けれど、そこで終わりではなく、新たなスタート地点に立ったとも言えます。
この記事では、中学受験をやめた後に起こりやすい子どもの変化や親の接し方、勉強・生活スケジュールの立て直し方、そして高校受験に向けた中長期的な目標設定まで、実際の体験談も交えて詳しく解説します。
中学受験をやめたあと、子どもと前向きに歩んでいくためのヒントを見つけてください。
※なお中学受験をやめるかどうかの判断基準について、以下の記事でくわしく解説しています。
中学受験をやめたいと思ったときの対策:親ができる対処法と勉強嫌いにならないようにするサポート方法
中学受験をやめた後、どうすればいい?最初にすべきこととは
中学受験を途中でやめるという決断は、子どもにも保護者にも大きな心の動揺をもたらします。

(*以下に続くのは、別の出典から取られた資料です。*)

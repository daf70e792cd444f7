//! Trip patterns: a route served with one particular stop pattern.

use std::sync::Arc;

use super::{FeedScopedId, Route, StopPattern, SubMode, Timetable, TransitMode, TripTimes};

/// A route and stop pattern pair, owning the scheduled timetable of all
/// trips that follow it.
#[derive(Debug, Clone, PartialEq)]
pub struct TripPattern {
    pub id: FeedScopedId,
    pub route: Arc<Route>,
    pub stop_pattern: Arc<StopPattern>,
    pub mode: TransitMode,
    pub submode: SubMode,
    pub scheduled_timetable: Timetable,
    /// For patterns created from realtime data: the pattern it was derived
    /// from.
    pub original_trip_pattern: Option<Arc<TripPattern>>,
    pub created_by_realtime: bool,
}

impl TripPattern {
    pub fn new(id: FeedScopedId, route: Arc<Route>, stop_pattern: Arc<StopPattern>) -> Self {
        Self {
            scheduled_timetable: Timetable::new(id.clone(), None),
            mode: route.mode,
            submode: route.submode.clone(),
            id,
            route,
            stop_pattern,
            original_trip_pattern: None,
            created_by_realtime: false,
        }
    }

    pub fn with_mode(mut self, mode: TransitMode, submode: SubMode) -> Self {
        self.mode = mode;
        self.submode = submode;
        self
    }

    pub fn with_scheduled_trip_times(
        mut self,
        trip_times: impl IntoIterator<Item = Arc<TripTimes>>,
    ) -> Self {
        for times in trip_times {
            self.scheduled_timetable = self.scheduled_timetable.with_trip_times(times);
        }
        self
    }

    /// Marks the pattern as created by realtime processing, derived from
    /// `original` if given.
    pub fn created_by_realtime(mut self, original: Option<Arc<TripPattern>>) -> Self {
        self.created_by_realtime = true;
        self.original_trip_pattern = original;
        self
    }

    pub fn num_stops(&self) -> usize {
        self.stop_pattern.len()
    }

    pub fn scheduled_trip_times(&self, trip_id: &FeedScopedId) -> Option<&Arc<TripTimes>> {
        self.scheduled_timetable.get(trip_id)
    }
}
//! Update error types.
//!
//! Every rejected realtime message is reported as an [`UpdateError`]; a
//! batch is summarized as an [`UpdateResult`]. None of these abort a
//! batch: failures are recorded per message and processing continues.

use std::collections::HashMap;
use std::fmt;

use super::{FeedScopedId, TripTimesValidationError, ValidationErrorKind};

/// Why a realtime message was rejected.
#[derive(Debug, Clone, Copy, PartialEq, Eq, Hash, PartialOrd, Ord)]
pub enum UpdateErrorType {
    NoStartDate,
    TooFewStops,
    NoValidStops,
    NegativeDwellTime,
    NegativeHopTime,
    NotMonitored,
    TripNotFound,
    NoFuzzyTripMatch,
    /// Reserved for stop sequences that cannot be matched to the pattern.
    InvalidStopSequence,
    Unknown,
}

impl fmt::Display for UpdateErrorType {
    fn fmt(&self, f: &mut fmt::Formatter<'_>) -> fmt::Result {
        let s = match self {
            UpdateErrorType::NoStartDate => "NO_START_DATE",
            UpdateErrorType::TooFewStops => "TOO_FEW_STOPS",
            UpdateErrorType::NoValidStops => "NO_VALID_STOPS",
            UpdateErrorType::NegativeDwellTime => "NEGATIVE_DWELL_TIME",
            UpdateErrorType::NegativeHopTime => "NEGATIVE_HOP_TIME",
            UpdateErrorType::NotMonitored => "NOT_MONITORED",
            UpdateErrorType::TripNotFound => "TRIP_NOT_FOUND",
            UpdateErrorType::NoFuzzyTripMatch => "NO_FUZZY_TRIP_MATCH",
            UpdateErrorType::InvalidStopSequence => "INVALID_STOP_SEQUENCE",
            UpdateErrorType::Unknown => "UNKNOWN",
        };
        f.write_str(s)
    }
}

/// A rejected message.
#[derive(Debug, Clone, PartialEq, Eq, thiserror::Error)]
#[error("{error_type}{}", describe(.trip_id, .stop_index))]
pub struct UpdateError {
    pub error_type: UpdateErrorType,
    pub trip_id: Option<FeedScopedId>,
    pub stop_index: Option<usize>,
    /// The data source that produced the message, if known.
    pub producer: Option<String>,
}

fn describe(trip_id: &Option<FeedScopedId>, stop_index: &Option<usize>) -> String {
    let mut out = String::new();
    if let Some(trip_id) = trip_id {
        out.push_str(&format!(" for trip {trip_id}"));
    }
    if let Some(stop_index) = stop_index {
        out.push_str(&format!(" at stop {stop_index}"));
    }
    out
}

impl UpdateError {
    pub fn new(error_type: UpdateErrorType) -> Self {
        Self {
            error_type,
            trip_id: None,
            stop_index: None,
            producer: None,
        }
    }

    pub fn for_trip(error_type: UpdateErrorType, trip_id: FeedScopedId) -> Self {
        Self::new(error_type).with_trip_id(trip_id)
    }

    pub fn with_trip_id(mut self, trip_id: FeedScopedId) -> Self {
        self.trip_id = Some(trip_id);
        self
    }

    pub fn with_producer(mut self, producer: Option<String>) -> Self {
        self.producer = producer;
        self
    }

    /// Converts a trip-times validation failure into the matching update
    /// error, keeping the stop index.
    pub fn from_validation(trip_id: FeedScopedId, err: TripTimesValidationError) -> Self {
        let error_type = match err.kind {
            ValidationErrorKind::NegativeDwellTime => UpdateErrorType::NegativeDwellTime,
            ValidationErrorKind::NegativeHopTime => UpdateErrorType::NegativeHopTime,
            ValidationErrorKind::StopCountMismatch => UpdateErrorType::Unknown,
        };
        Self {
            error_type,
            trip_id: Some(trip_id),
            stop_index: Some(err.stop_index),
            producer: None,
        }
    }
}

/// Outcome of applying a batch of messages.
#[derive(Debug, Clone, Default, PartialEq, Eq)]
pub struct UpdateResult {
    successful: usize,
    failures: HashMap<UpdateErrorType, Vec<UpdateError>>,
}

impl UpdateResult {
    /// Tallies a sequence of per-message outcomes.
    ///
    /// # Examples
    ///
    /// ```
    /// use transit_realtime::domain::{UpdateError, UpdateErrorType, UpdateResult};
    ///
    /// let result = UpdateResult::of_results([
    ///     Ok(()),
    ///     Err(UpdateError::new(UpdateErrorType::TooFewStops)),
    ///     Ok(()),
    /// ]);
    /// assert_eq!(result.successful(), 2);
    /// assert_eq!(result.failed(), 1);
    /// assert_eq!(result.failures_of(UpdateErrorType::TooFewStops).len(), 1);
    /// ```
    pub fn of_results<T>(results: impl IntoIterator<Item = Result<T, UpdateError>>) -> Self {
        let mut out = Self::default();
        for result in results {
            match result {
                Ok(_) => out.successful += 1,
                Err(err) => out.failures.entry(err.error_type).or_default().push(err),
            }
        }
        out
    }

    pub fn successful(&self) -> usize {
        self.successful
    }

    pub fn failed(&self) -> usize {
        self.failures.values().map(Vec::len).sum()
    }

    pub fn failures(&self) -> &HashMap<UpdateErrorType, Vec<UpdateError>> {
        &self.failures
    }

    pub fn failures_of(&self, error_type: UpdateErrorType) -> &[UpdateError] {
        self.failures
            .get(&error_type)
            .map(Vec::as_slice)
            .unwrap_or_default()
    }

    /// Failure types present, in a stable order.
    pub fn error_types(&self) -> Vec<UpdateErrorType> {
        let mut types: Vec<_> = self.failures.keys().copied().collect();
        types.sort();
        types
    }

    /// Adds the counts of `other` to this result.
    pub fn merge(&mut self, other: UpdateResult) {
        self.successful += other.successful;
        for (error_type, errors) in other.failures {
            self.failures.entry(error_type).or_default().extend(errors);
        }
    }
}

#[cfg(test)]
mod tests {
    use super::*;

    #[test]
    fn error_display() {
        let err = UpdateError::new(UpdateErrorType::NoStartDate);
        assert_eq!(err.to_string(), "NO_START_DATE");

        let err = UpdateError::for_trip(UpdateErrorType::TripNotFound, FeedScopedId::new("F", "T1"));
        assert_eq!(err.to_string(), "TRIP_NOT_FOUND for trip F:T1");

        let err = UpdateError::from_validation(
            FeedScopedId::new("F", "T1"),
            TripTimesValidationError {
                stop_index: 2,
                kind: ValidationErrorKind::NegativeHopTime,
            },
        );
        assert_eq!(err.to_string(), "NEGATIVE_HOP_TIME for trip F:T1 at stop 2");
    }

    #[test]
    fn merge_results() {
        let mut a = UpdateResult::of_results([Ok(()), Err(UpdateError::new(UpdateErrorType::Unknown))]);
        let b = UpdateResult::of_results([
            Err::<(), _>(UpdateError::new(UpdateErrorType::Unknown)),
            Err(UpdateError::new(UpdateErrorType::NotMonitored)),
        ]);
        a.merge(b);

        assert_eq!(a.successful(), 1);
        assert_eq!(a.failed(), 3);
        assert_eq!(
            a.error_types(),
            vec![UpdateErrorType::NotMonitored, UpdateErrorType::Unknown]
        );
    }

    #[test]
    fn empty_result() {
        let result = UpdateResult::default();
        assert_eq!(result.successful(), 0);
        assert!(result.failures_of(UpdateErrorType::TripNotFound).is_empty());
    }
}
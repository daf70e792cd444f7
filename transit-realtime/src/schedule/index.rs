//! Read-only index over the static schedule.

use std::collections::{BTreeSet, HashMap};
use std::sync::Arc;

use chrono::NaiveDate;
use chrono_tz::Tz;

use crate::domain::{
    Agency, FeedScopedId, Operator, Route, Station, Stop, Trip, TripOnServiceDate, TripPattern,
};

/// The static transit model, keyed by id.
///
/// Built once with [`TransitIndexBuilder`] and never mutated afterwards.
/// Entities created from realtime data live in the snapshot overlay
/// instead.
#[derive(Debug)]
pub struct TransitIndex {
    time_zone: Tz,
    default_agency: Option<Arc<Agency>>,
    agencies: HashMap<FeedScopedId, Arc<Agency>>,
    operators: HashMap<FeedScopedId, Arc<Operator>>,
    stations: HashMap<FeedScopedId, Arc<Station>>,
    stops: HashMap<FeedScopedId, Arc<Stop>>,
    routes: HashMap<FeedScopedId, Arc<Route>>,
    trips: HashMap<FeedScopedId, Arc<Trip>>,
    patterns: HashMap<FeedScopedId, Arc<TripPattern>>,
    pattern_for_trip: HashMap<FeedScopedId, Arc<TripPattern>>,
    patterns_for_route: HashMap<FeedScopedId, Vec<Arc<TripPattern>>>,
    trip_on_service_dates: HashMap<FeedScopedId, Arc<TripOnServiceDate>>,
    trip_on_service_date_by_trip: HashMap<(FeedScopedId, NaiveDate), Arc<TripOnServiceDate>>,
    service_dates: HashMap<FeedScopedId, BTreeSet<NaiveDate>>,
}

impl TransitIndex {
    pub fn builder(time_zone: Tz) -> TransitIndexBuilder {
        TransitIndexBuilder {
            index: TransitIndex {
                time_zone,
                default_agency: None,
                agencies: HashMap::new(),
                operators: HashMap::new(),
                stations: HashMap::new(),
                stops: HashMap::new(),
                routes: HashMap::new(),
                trips: HashMap::new(),
                patterns: HashMap::new(),
                pattern_for_trip: HashMap::new(),
                patterns_for_route: HashMap::new(),
                trip_on_service_dates: HashMap::new(),
                trip_on_service_date_by_trip: HashMap::new(),
                service_dates: HashMap::new(),
            },
        }
    }

    /// Zone in which service days start.
    pub fn time_zone(&self) -> Tz {
        self.time_zone
    }

    /// The first agency registered, used for routes with no better choice.
    pub fn default_agency(&self) -> Option<&Arc<Agency>> {
        self.default_agency.as_ref()
    }

    pub fn agency(&self, id: &FeedScopedId) -> Option<&Arc<Agency>> {
        self.agencies.get(id)
    }

    pub fn operator(&self, id: &FeedScopedId) -> Option<&Arc<Operator>> {
        self.operators.get(id)
    }

    pub fn station(&self, id: &FeedScopedId) -> Option<&Arc<Station>> {
        self.stations.get(id)
    }

    pub fn stop(&self, id: &FeedScopedId) -> Option<&Arc<Stop>> {
        self.stops.get(id)
    }

    pub fn route(&self, id: &FeedScopedId) -> Option<&Arc<Route>> {
        self.routes.get(id)
    }

    pub fn routes(&self) -> impl Iterator<Item = &Arc<Route>> {
        self.routes.values()
    }

    pub fn trip(&self, id: &FeedScopedId) -> Option<&Arc<Trip>> {
        self.trips.get(id)
    }

    pub fn trip_pattern(&self, id: &FeedScopedId) -> Option<&Arc<TripPattern>> {
        self.patterns.get(id)
    }

    pub fn trip_patterns(&self) -> impl Iterator<Item = &Arc<TripPattern>> {
        self.patterns.values()
    }

    pub fn pattern_for_trip(&self, trip_id: &FeedScopedId) -> Option<&Arc<TripPattern>> {
        self.pattern_for_trip.get(trip_id)
    }

    pub fn patterns_for_route(&self, route_id: &FeedScopedId) -> &[Arc<TripPattern>] {
        self.patterns_for_route
            .get(route_id)
            .map(Vec::as_slice)
            .unwrap_or_default()
    }

    pub fn trip_on_service_date(&self, id: &FeedScopedId) -> Option<&Arc<TripOnServiceDate>> {
        self.trip_on_service_dates.get(id)
    }

    pub fn trip_on_service_date_for(
        &self,
        trip_id: &FeedScopedId,
        date: NaiveDate,
    ) -> Option<&Arc<TripOnServiceDate>> {
        self.trip_on_service_date_by_trip
            .get(&(trip_id.clone(), date))
    }

    /// True if the service runs on `date`.
    pub fn runs_on(&self, service_id: &FeedScopedId, date: NaiveDate) -> bool {
        self.service_dates
            .get(service_id)
            .is_some_and(|dates| dates.contains(&date))
    }

    pub fn num_trips(&self) -> usize {
        self.trips.len()
    }

    pub fn num_stops(&self) -> usize {
        self.stops.len()
    }
}

/// Collects entities and builds a [`TransitIndex`].
#[derive(Debug)]
pub struct TransitIndexBuilder {
    index: TransitIndex,
}

impl TransitIndexBuilder {
    pub fn add_agency(&mut self, agency: Arc<Agency>) -> &mut Self {
        if self.index.default_agency.is_none() {
            self.index.default_agency = Some(agency.clone());
        }
        self.index.agencies.insert(agency.id.clone(), agency);
        self
    }

    pub fn add_operator(&mut self, operator: Arc<Operator>) -> &mut Self {
        self.index.operators.insert(operator.id.clone(), operator);
        self
    }

    pub fn add_station(&mut self, station: Arc<Station>) -> &mut Self {
        self.index.stations.insert(station.id.clone(), station);
        self
    }

    pub fn add_stop(&mut self, stop: Arc<Stop>) -> &mut Self {
        self.index.stops.insert(stop.id.clone(), stop);
        self
    }

    pub fn add_route(&mut self, route: Arc<Route>) -> &mut Self {
        self.index.routes.insert(route.id.clone(), route);
        self
    }

    /// Adds a pattern and every trip in its scheduled timetable.
    pub fn add_trip_pattern(&mut self, pattern: Arc<TripPattern>) -> &mut Self {
        for times in pattern.scheduled_timetable.trip_times() {
            let trip = times.trip();
            self.index.trips.insert(trip.id.clone(), trip.clone());
            self.index
                .pattern_for_trip
                .insert(trip.id.clone(), pattern.clone());
        }
        self.index
            .patterns_for_route
            .entry(pattern.route.id.clone())
            .or_default()
            .push(pattern.clone());
        self.index.patterns.insert(pattern.id.clone(), pattern);
        self
    }

    pub fn add_trip_on_service_date(&mut self, tosd: Arc<TripOnServiceDate>) -> &mut Self {
        self.index
            .trip_on_service_date_by_trip
            .insert((tosd.trip.id.clone(), tosd.service_date), tosd.clone());
        self.index
            .trip_on_service_dates
            .insert(tosd.id.clone(), tosd);
        self
    }

    pub fn add_service_dates(
        &mut self,
        service_id: FeedScopedId,
        dates: impl IntoIterator<Item = NaiveDate>,
    ) -> &mut Self {
        self.index
            .service_dates
            .entry(service_id)
            .or_default()
            .extend(dates);
        self
    }

    pub fn build(self) -> TransitIndex {
        self.index
    }
}
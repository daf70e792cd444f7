//! The static schedule and lookups against it.
//!
//! [`TransitIndex`] holds the imported schedule. [`EntityResolver`]
//! combines it with the realtime overlay to turn message references into
//! entities, and [`fuzzy::match_trip`] finds trips for journeys that do
//! not reference one.

mod fixture;
pub mod fuzzy;
mod index;
mod resolver;

pub use fixture::{FixtureError, load_fixture, parse_fixture};
pub use index::{TransitIndex, TransitIndexBuilder};
pub use resolver::{Entity, EntityKind, EntityResolver, origin_departure};
//! Trips and dated trips.

use std::sync::Arc;

use chrono::NaiveDate;

use super::{FeedScopedId, Operator, Route, SubMode, TransitMode};

/// A scheduled vehicle journey along a route.
///
/// Mode, submode and operator default to those of the route; an added trip
/// may override them (a replacement bus on a rail line, for instance).
#[derive(Debug, Clone, PartialEq, Eq)]
pub struct Trip {
    pub id: FeedScopedId,
    pub route: Arc<Route>,
    pub service_id: FeedScopedId,
    pub headsign: Option<String>,
    pub short_name: Option<String>,
    pub mode: TransitMode,
    pub submode: SubMode,
    pub operator: Option<Arc<Operator>>,
}

impl Trip {
    pub fn new(id: FeedScopedId, route: Arc<Route>, service_id: FeedScopedId) -> Self {
        Self {
            id,
            mode: route.mode,
            submode: route.submode.clone(),
            operator: route.operator.clone(),
            route,
            service_id,
            headsign: None,
            short_name: None,
        }
    }

    pub fn with_headsign(mut self, headsign: Option<String>) -> Self {
        self.headsign = headsign;
        self
    }

    pub fn with_short_name(mut self, short_name: Option<String>) -> Self {
        self.short_name = short_name;
        self
    }

    pub fn with_mode(mut self, mode: TransitMode) -> Self {
        self.mode = mode;
        self
    }

    pub fn with_submode(mut self, submode: SubMode) -> Self {
        self.submode = submode;
        self
    }

    pub fn with_operator(mut self, operator: Option<Arc<Operator>>) -> Self {
        self.operator = operator;
        self
    }

    /// The operator running this trip: its own, or failing that the route's.
    pub fn operator(&self) -> Option<&Arc<Operator>> {
        self.operator.as_ref().or(self.route.operator.as_ref())
    }
}

/// A trip bound to one service date (a "dated vehicle journey").
#[derive(Debug, Clone, PartialEq, Eq)]
pub struct TripOnServiceDate {
    pub id: FeedScopedId,
    pub trip: Arc<Trip>,
    pub service_date: NaiveDate,
    /// Dated journeys this one replaces, if any.
    pub replacement_for: Vec<Arc<TripOnServiceDate>>,
}

impl TripOnServiceDate {
    pub fn new(id: FeedScopedId, trip: Arc<Trip>, service_date: NaiveDate) -> Self {
        Self {
            id,
            trip,
            service_date,
            replacement_for: Vec::new(),
        }
    }

    pub fn with_replacement_for(mut self, replaced: Vec<Arc<TripOnServiceDate>>) -> Self {
        self.replacement_for = replaced;
        self
    }
}
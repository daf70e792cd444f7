//! Publishing of timetable snapshots.

use std::sync::{Arc, Mutex, MutexGuard, PoisonError};
use std::time::Instant;

use arc_swap::ArcSwap;
use chrono::{Days, NaiveDate};
use tracing::{debug, info};

use super::{SnapshotConfig, TimetableSnapshot, TripPatternCache};

/// The writer side of the snapshot store: the working copy and the state
/// that only writers need.
#[derive(Debug, Default)]
pub struct SnapshotBuffer {
    pub snapshot: TimetableSnapshot,
    pub pattern_cache: TripPatternCache,
    last_commit: Option<Instant>,
}

/// Holds the published snapshot and the buffer writers update.
///
/// Readers call [`current_snapshot`](Self::current_snapshot), which never
/// blocks. Writers lock the buffer, apply their changes and ask for a
/// commit; commits closer together than
/// [`SnapshotConfig::max_snapshot_frequency`] are deferred until the next
/// call to [`commit_if_due`](Self::commit_if_due).
#[derive(Debug)]
pub struct TimetableSnapshotManager {
    buffer: Mutex<SnapshotBuffer>,
    published: ArcSwap<TimetableSnapshot>,
    config: SnapshotConfig,
}

impl TimetableSnapshotManager {
    pub fn new(config: SnapshotConfig) -> Self {
        Self {
            buffer: Mutex::new(SnapshotBuffer::default()),
            published: ArcSwap::from_pointee(TimetableSnapshot::default()),
            config,
        }
    }

    /// The latest published snapshot.
    pub fn current_snapshot(&self) -> Arc<TimetableSnapshot> {
        self.published.load_full()
    }

    /// Locks the writer buffer.
    ///
    /// A writer that panicked while holding the lock leaves the buffer in
    /// whatever state it reached; every mutation is a whole-entry replace,
    /// so that state is still consistent.
    pub fn buffer(&self) -> MutexGuard<'_, SnapshotBuffer> {
        self.buffer.lock().unwrap_or_else(PoisonError::into_inner)
    }

    /// Publishes the buffer if it has changes and the minimum interval has
    /// passed since the last commit.
    ///
    /// Returns the newly published snapshot, if any.
    pub fn commit_if_due(&self) -> Option<Arc<TimetableSnapshot>> {
        let mut buffer = self.buffer();
        self.commit_locked(&mut buffer, false)
    }

    /// Publishes the buffer if it has changes, ignoring the interval.
    pub fn force_commit(&self) -> Option<Arc<TimetableSnapshot>> {
        let mut buffer = self.buffer();
        self.commit_locked(&mut buffer, true)
    }

    /// Commits an already locked buffer.
    pub fn commit_locked(
        &self,
        buffer: &mut SnapshotBuffer,
        force: bool,
    ) -> Option<Arc<TimetableSnapshot>> {
        if !buffer.snapshot.is_dirty() {
            return None;
        }
        if !force
            && buffer
                .last_commit
                .is_some_and(|last| last.elapsed() < self.config.max_snapshot_frequency)
        {
            debug!("deferring snapshot commit");
            return None;
        }

        let snapshot = Arc::new(buffer.snapshot.commit());
        buffer.last_commit = Some(Instant::now());
        self.published.store(snapshot.clone());
        info!(
            version = snapshot.version(),
            timetables = snapshot.len(),
            "published timetable snapshot"
        );
        Some(snapshot)
    }

    /// Drops realtime data for service dates before yesterday and publishes
    /// the result.
    ///
    /// Does nothing if purging is disabled. Returns true if anything was
    /// removed.
    pub fn purge_expired_data(&self, today: NaiveDate) -> bool {
        if !self.config.purge_expired_data {
            return false;
        }
        let Some(cutoff) = today.checked_sub_days(Days::new(1)) else {
            return false;
        };

        let mut buffer = self.buffer();
        let removed = buffer.snapshot.purge_before(cutoff);
        if removed {
            info!(%cutoff, "purged expired realtime data");
            self.commit_locked(&mut buffer, true);
        }
        removed
    }

    pub fn config(&self) -> &SnapshotConfig {
        &self.config
    }
}

impl Default for TimetableSnapshotManager {
    fn default() -> Self {
        Self::new(SnapshotConfig::default())
    }
}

重要なのは「やめた後」にどう動くかです。
焦って次のステップを決める前に、まずは気持ちの整理と受け止めが必要です。
参考:アンケートで判明!受験した&しなかった親子の本音(日経ウーマン)
まずは「がんばったね」と子どもを受け止める
中学受験をやめるということは、目標に向かって努力していた道を途中で引き返すことです。子どもは「自分は失敗したのか」「期待に応えられなかったのか」と感じているかもしれません。
そのため、親がまず伝えるべきは「がんばったね」「よくここまでやったね」という言葉です。
この言葉には、子どもの努力を肯定し、これまでのプロセスを価値あるものと認める力があります。
否定や説教ではなく、「あなたががんばってきたことは事実だよ」と伝えることで、次の一歩に前向きな気持ちで進めるようになります。
親の心構えもリセットが必要
親自身も、「この数年、我が子のために頑張ってきたのに……」という気持ちを抱えているかもしれません。しかし、中学受験をやめたという決断は、マイナスではなく「方向転換」です。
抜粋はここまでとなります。